ActivityPub mentioned in the article
Honestly I think that they came to the public much earlier than expected because of the close of Twitter.
They wanted to capture the refugee flow from Twitter that was flooding to the Fediverse. But they have many developers and can make it up in terms of features in a short time. Their challenge now is to catch up with important features like Direct Messages (they did not ship it yet because they need to figure out the spying part of it, and will eventually come up with an encrypted version I’m sure), and EU release (which means: no shadow-accounts and full GDPR-compliance, which is their worst nightmare in a decentralized setting).
Quoting from the linked article:
To follow someone on Mastodon, you have to know their server and complete username (I’m @caseynewton@mastodon.social.) On Threads, it’s as easy as typing in their Instagram handle. (I’m @crumbler.) It’s a small thing — but, I suspect, one that could make a big difference.
Indeed this could be influential. I can think of a way to make user search easier by harvesting the social graph and sorting by most verified alternate accounts and followership. This could have flaws, but for the time being, https://fedifinder.glitch.me/ seems to be an effective alternative for those coming from Twitter.
And the fact you must already have a contact with someone in order to be able to follow them is probably a feature anyway.

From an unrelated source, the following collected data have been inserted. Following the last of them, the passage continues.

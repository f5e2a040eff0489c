//! Background execution of similarity work

use std::any::Any;
use std::panic::{self, AssertUnwindSafe};
use std::sync::Arc;
use std::thread::{self, JoinHandle};

use crate::error::{Result, SomnioError};

/// Receives failures from background similarity work
///
/// Background tasks have no caller to return an error to, so every failure
/// ends up here exactly once.
pub trait ErrorSink: Send + Sync {
    fn report(&self, operation: &str, dream_id: &str, error: &SomnioError);
}

/// Reports background failures through `tracing`
#[derive(Debug, Default, Clone, Copy)]
pub struct TracingErrorSink;

impl ErrorSink for TracingErrorSink {
    fn report(&self, operation: &str, dream_id: &str, error: &SomnioError) {
        tracing::error!(
            operation,
            dream_id,
            error = %error,
            "Background similarity sync failed"
        );
    }
}

/// Handle to similarity work running on its own thread
///
/// Dropping the handle detaches the thread; the work still runs to completion
/// and failures still reach the error sink.
#[derive(Debug)]
pub struct BackgroundTask {
    operation: &'static str,
    dream_id: String,
    handle: JoinHandle<Result<usize>>,
}

fn panic_message(payload: &(dyn Any + Send)) -> String {
    if let Some(s) = payload.downcast_ref::<&str>() {
        (*s).to_string()
    } else if let Some(s) = payload.downcast_ref::<String>() {
        s.clone()
    } else {
        "unknown panic".to_string()
    }
}

impl BackgroundTask {
    /// Run `work` on a new thread, reporting its error or panic to `sink`
    pub fn spawn<F>(
        operation: &'static str,
        dream_id: &str,
        sink: Arc<dyn ErrorSink>,
        work: F,
    ) -> Result<Self>
    where
        F: FnOnce() -> Result<usize> + Send + 'static,
    {
        let task_dream_id = dream_id.to_string();
        let handle = thread::Builder::new()
            .name(format!("somnio-{}", operation))
            .spawn(move || {
                let outcome = match panic::catch_unwind(AssertUnwindSafe(work)) {
                    Ok(result) => result,
                    Err(payload) => Err(SomnioError::TaskPanicked(panic_message(&*payload))),
                };
                if let Err(e) = &outcome {
                    sink.report(operation, &task_dream_id, e);
                }
                outcome
            })?;

        Ok(BackgroundTask {
            operation,
            dream_id: dream_id.to_string(),
            handle,
        })
    }

    pub fn operation(&self) -> &'static str {
        self.operation
    }

    pub fn dream_id(&self) -> &str {
        &self.dream_id
    }

    /// Block until the work finishes
    ///
    /// Returns the number of edges written. An error returned here has
    /// already been delivered to the sink.
    pub fn wait(self) -> Result<usize> {
        self.handle
            .join()
            .unwrap_or_else(|payload| Err(SomnioError::TaskPanicked(panic_message(&*payload))))
    }
}
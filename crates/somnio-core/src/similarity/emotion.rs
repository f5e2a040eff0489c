use crate::dream::Emotion;

/// Score for identical labels
pub const SAME_EMOTION: f64 = 1.0;

/// Score for distinct labels within the same group
pub const RELATED_EMOTION: f64 = 0.5;

/// Similarity between two emotion labels
///
/// Identical labels score 1.0, including two absent labels. Distinct labels
/// from the same group score 0.5. Anything else, including labels outside the
/// vocabulary, scores 0.
pub fn emotion_similarity(a: Option<&Emotion>, b: Option<&Emotion>) -> f64 {
    if a == b {
        return SAME_EMOTION;
    }

    match (a.and_then(Emotion::group), b.and_then(Emotion::group)) {
        (Some(group_a), Some(group_b)) if group_a == group_b => RELATED_EMOTION,
        _ => 0.0,
    }
}
//! Command implementations for somnio

pub mod add;
pub mod delete;
pub mod dispatch;
pub mod explain;
pub mod format;
pub mod init;
pub mod link;
pub mod list;
pub mod network;
pub mod recalculate;
pub mod show;
pub mod similar;
pub mod update;
use tracing_subscriber::{fmt, prelude::*, EnvFilter};

/// Helper macro for logging elapsed time at trace level.
///
/// Usage:
/// ```rust,ignore
/// let start = Instant::now();
/// // ... some work ...
/// trace_time!(start, "score_corpus");
/// // Or with additional fields:
/// trace_time!(start, "score_corpus", dream_count = dreams.len());
/// ```
#[macro_export]
macro_rules! trace_time {
    ($start:expr, $name:expr) => {
        tracing::trace!(elapsed = ?$start.elapsed(), $name);
    };
    ($start:expr, $name:expr $(, $field:ident = $value:expr)*) => {
        tracing::trace!(elapsed = ?$start.elapsed(), $($field = $value),*, $name);
    };
}

/// Initialize structured logging based on CLI arguments
pub fn init_tracing(
    verbose: bool,
    log_level: Option<&str>,
    log_json: bool,
) -> Result<(), Box<dyn std::error::Error>> {
    let level = match (verbose, log_level) {
        (true, None) => "somnio=debug,somnio_core=debug",
        (false, None) => "somnio=warn,somnio_core=warn",
        (_, Some(level)) => return init_with_level(level, log_json),
    };

    init_with_level(level, log_json)
}

/// Build the filter directive for a bare level or a full directive string
fn filter_directive(level: &str) -> String {
    if level.contains('=') {
        level.to_string()
    } else {
        format!("somnio={},somnio_core={}", level, level)
    }
}

fn init_with_level(level: &str, log_json: bool) -> Result<(), Box<dyn std::error::Error>> {
    // SOMNIO_LOG overrides the CLI level, RUST_LOG overrides both
    let filter = EnvFilter::try_from_default_env()
        .or_else(|_| EnvFilter::try_from_env("SOMNIO_LOG"))
        .unwrap_or_else(|_| EnvFilter::new(filter_directive(level)));

    let registry = tracing_subscriber::registry().with(filter);

    if log_json {
        registry
            .with(
                fmt::layer()
                    .json()
                    .with_writer(std::io::stderr)
                    .with_ansi(false)
                    .with_span_events(
                        tracing_subscriber::fmt::format::FmtSpan::NEW
                            | tracing_subscriber::fmt::format::FmtSpan::CLOSE,
                    ),
            )
            .try_init()?;
    } else {
        registry
            .with(
                fmt::layer()
                    .compact()
                    .with_target(false)
                    .with_writer(std::io::stderr)
                    .with_ansi(false),
            )
            .try_init()?;
    }

    Ok(())
}

#[cfg(test)]
mod tests {
    use super::*;

    #[test]
    fn test_bare_level_expands_to_both_crates() {
        assert_eq!(filter_directive("info"), "somnio=info,somnio_core=info");
    }

    #[test]
    fn test_full_directive_passes_through() {
        assert_eq!(filter_directive("somnio_core=trace"), "somnio_core=trace");
    }
}
//! Error types and exit codes for somnio
//!
//! Exit codes:
//! - 0: Success
//! - 1: Generic failure (persistence, IO)
//! - 2: Usage error (bad flags/args, out-of-range values)
//! - 3: Data/store error (missing store, unknown dream id)

mod macros;

use std::path::PathBuf;
use thiserror::Error;

/// Exit codes for the somnio CLI
#[derive(Debug, Clone, Copy, PartialEq, Eq)]
pub enum ExitCode {
    /// Success (0)
    Success = 0,
    /// Generic failure (1)
    Failure = 1,
    /// Usage error - bad flags/args (2)
    Usage = 2,
    /// Data/store error - missing store, unknown dream (3)
    Data = 3,
}

impl From<ExitCode> for i32 {
    fn from(code: ExitCode) -> i32 {
        code as i32
    }
}

impl From<rusqlite::Error> for SomnioError {
    fn from(err: rusqlite::Error) -> Self {
        SomnioError::CollaboratorFailure {
            operation: "query database".to_string(),
            reason: err.to_string(),
        }
    }
}

/// Errors that can occur during somnio operations
#[derive(Error, Debug)]
pub enum SomnioError {
    // Usage errors (exit code 2)
    #[error("{0}")]
    UsageError(String),

    #[error("invalid {context}: {value}")]
    InvalidInput { context: String, value: String },

    // Data/store errors (exit code 3)
    #[error("store not found (searched from {search_root:?})")]
    StoreNotFound { search_root: PathBuf },

    #[error("{context} not found: {value}")]
    NotFound { context: String, value: String },

    // Generic failures (exit code 1)
    #[error("failed to {operation}: {reason}")]
    CollaboratorFailure { operation: String, reason: String },

    #[error("IO error: {0}")]
    Io(#[from] std::io::Error),

    #[error("JSON error: {0}")]
    Json(#[from] serde_json::Error),

    #[error("TOML error: {0}")]
    Toml(#[from] toml::de::Error),

    #[error("TOML serialization error: {0}")]
    TomlSerialize(#[from] toml::ser::Error),

    #[error("background task failed: {0}")]
    TaskPanicked(String),
}

impl SomnioError {
    /// Create an error for a failed persistence operation
    pub fn collaborator(operation: &str, error: impl std::fmt::Display) -> Self {
        SomnioError::CollaboratorFailure {
            operation: operation.to_string(),
            reason: error.to_string(),
        }
    }

    /// Create an error for an invalid value
    pub fn invalid_input(context: &str, value: impl std::fmt::Display) -> Self {
        SomnioError::InvalidInput {
            context: context.to_string(),
            value: value.to_string(),
        }
    }

    /// Create an error for an entity that was not found
    pub fn not_found(context: &str, value: impl std::fmt::Display) -> Self {
        SomnioError::NotFound {
            context: context.to_string(),
            value: value.to_string(),
        }
    }

    /// Whether this error came from the persistence collaborator
    pub fn is_collaborator_failure(&self) -> bool {
        matches!(self, SomnioError::CollaboratorFailure { .. })
    }

    /// Get the appropriate exit code for this error
    pub fn exit_code(&self) -> ExitCode {
        match self {
            SomnioError::UsageError(_) | SomnioError::InvalidInput { .. } => ExitCode::Usage,

            SomnioError::StoreNotFound { .. } | SomnioError::NotFound { .. } => ExitCode::Data,

            SomnioError::CollaboratorFailure { .. }
            | SomnioError::Io(_)
            | SomnioError::Json(_)
            | SomnioError::Toml(_)
            | SomnioError::TomlSerialize(_)
            | SomnioError::TaskPanicked(_) => ExitCode::Failure,
        }
    }

    /// Get the error type identifier
    fn error_type(&self) -> &'static str {
        match self {
            SomnioError::UsageError(_) => "usage_error",
            SomnioError::InvalidInput { .. } => "invalid_input",
            SomnioError::StoreNotFound { .. } => "store_not_found",
            SomnioError::NotFound { .. } => "not_found",
            SomnioError::CollaboratorFailure { .. } => "collaborator_failure",
            SomnioError::Io(_) => "io_error",
            SomnioError::Json(_) => "json_error",
            SomnioError::Toml(_) | SomnioError::TomlSerialize(_) => "toml_error",
            SomnioError::TaskPanicked(_) => "task_panicked",
        }
    }

    /// Convert error to JSON representation for structured error output.
    pub fn to_json(&self) -> serde_json::Value {
        serde_json::json!({
            "error": {
                "code": self.exit_code() as i32,
                "type": self.error_type(),
                "message": self.to_string(),
            }
        })
    }
}

/// Result type alias for somnio operations
pub type Result<T> = std::result::Result<T, SomnioError>;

Where’s the money in all this for Meta? Likely ads, though as is typically the case when Meta launches a new product, it will be ad-free to start as the company explores whether it can attract enough users to make it a meaningful business opportunity.
I don’t think they would put ads in before long, because it would be so easy for people to move away from them. No, instead, they will use AI to swallow the value and digest it to marketers OOB: in shops, in the online press, to your insurance and bank…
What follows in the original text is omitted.